[Data in this exercise — start]

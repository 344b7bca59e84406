use std::cell::RefCell;
use std::time::Instant;

use picfly_types::{KeyAction, KeyEvent};
use windows::Win32::Foundation::{LPARAM, LRESULT, WPARAM};
use windows::Win32::System::LibraryLoader::GetModuleHandleW;
use windows::Win32::System::Threading::GetCurrentThreadId;
use windows::Win32::UI::WindowsAndMessaging::{
    CallNextHookEx, DispatchMessageW, GetMessageW, HHOOK, KBDLLHOOKSTRUCT, MSG, PM_NOREMOVE,
    PeekMessageW, PostThreadMessageW, SetWindowsHookExW, TranslateMessage, UnhookWindowsHookEx,
    WH_KEYBOARD_LL, WM_KEYDOWN, WM_KEYUP, WM_QUIT, WM_SYSKEYDOWN, WM_SYSKEYUP, WM_USER,
};

use crate::listener::{Disposition, EventSink, InputEventSource, Stopper};
use crate::vk::key_from_vk;
use crate::InputError;

thread_local! {
    // The low-level hook proc runs on the thread that installed it
    static SINK: RefCell<Option<EventSink>> = const { RefCell::new(None) };
}

/// Global `WH_KEYBOARD_LL` hook.
///
/// Sees every key event system-wide without taking focus. Events are passed on to the
/// next hook unless the sink asks for suppression.
#[derive(Default)]
pub struct KeyboardHook {
    hook: Option<HHOOK>,
}

impl KeyboardHook {
    pub fn new() -> Self {
        Self::default()
    }
}

pub struct HookStopper {
    thread_id: u32,
}

impl Stopper for HookStopper {
    fn stop(&self) {
        if let Err(e) = unsafe { PostThreadMessageW(self.thread_id, WM_QUIT, WPARAM(0), LPARAM(0)) } {
            tracing::warn!("failed to stop keyboard hook thread: {e}");
        }
    }
}

impl InputEventSource for KeyboardHook {
    type Stopper = HookStopper;

    fn install(&mut self, sink: EventSink) -> Result<HookStopper, InputError> {
        SINK.with(|slot| *slot.borrow_mut() = Some(sink));

        unsafe {
            // Make sure this thread owns a message queue before anyone posts WM_QUIT to it
            let mut msg = MSG::default();
            let _ = PeekMessageW(&mut msg, None, WM_USER, WM_USER, PM_NOREMOVE);

            let module = GetModuleHandleW(None)
                .map_err(|e| InputError::Unavailable(format!("GetModuleHandleW: {e}")))?;
            let hook = SetWindowsHookExW(WH_KEYBOARD_LL, Some(keyboard_proc), Some(module.into()), 0)
                .map_err(|e| InputError::Unavailable(format!("SetWindowsHookExW: {e}")))?;
            self.hook = Some(hook);

            Ok(HookStopper {
                thread_id: GetCurrentThreadId(),
            })
        }
    }

    fn pump(&mut self) -> Result<(), InputError> {
        let mut msg = MSG::default();
        loop {
            let ret = unsafe { GetMessageW(&mut msg, None, 0, 0) };
            match ret.0 {
                0 => return Ok(()),
                -1 => {
                    return Err(InputError::Unavailable(
                        "GetMessageW failed on hook thread".into(),
                    ));
                }
                _ => unsafe {
                    let _ = TranslateMessage(&msg);
                    DispatchMessageW(&msg);
                },
            }
        }
    }
}

impl Drop for KeyboardHook {
    fn drop(&mut self) {
        if let Some(hook) = self.hook.take()
            && let Err(e) = unsafe { UnhookWindowsHookEx(hook) }
        {
            tracing::warn!("failed to remove keyboard hook: {e}");
        }
        SINK.with(|slot| slot.borrow_mut().take());
    }
}

unsafe extern "system" fn keyboard_proc(code: i32, wparam: WPARAM, lparam: LPARAM) -> LRESULT {
    if code >= 0 {
        let data = unsafe { &*(lparam.0 as *const KBDLLHOOKSTRUCT) };
        let action = match wparam.0 as u32 {
            WM_KEYDOWN | WM_SYSKEYDOWN => Some(KeyAction::Down),
            WM_KEYUP | WM_SYSKEYUP => Some(KeyAction::Up),
            _ => None,
        };

        if let Some(action) = action {
            let event = KeyEvent {
                key: key_from_vk(data.vkCode),
                action,
                at: Instant::now(),
            };
            let disposition = SINK.with(|slot| {
                slot.try_borrow_mut()
                    .ok()
                    .and_then(|mut sink| sink.as_mut().map(|sink| sink(event)))
            });
            if disposition == Some(Disposition::Suppress) {
                return LRESULT(1);
            }
        }
    }
    unsafe { CallNextHookEx(None, code, wparam, lparam) }
}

[Data in this exercise — finish]

What you need to do
Using the listing, collect all lines in which the string "None" is found.

Answer
    static SINK: RefCell<Option<EventSink>> = const { RefCell::new(None) };
            let _ = PeekMessageW(&mut msg, None, WM_USER, WM_USER, PM_NOREMOVE);
            let module = GetModuleHandleW(None)
            let ret = unsafe { GetMessageW(&mut msg, None, 0, 0) };
            _ => None,
    unsafe { CallNextHookEx(None, code, wparam, lparam) }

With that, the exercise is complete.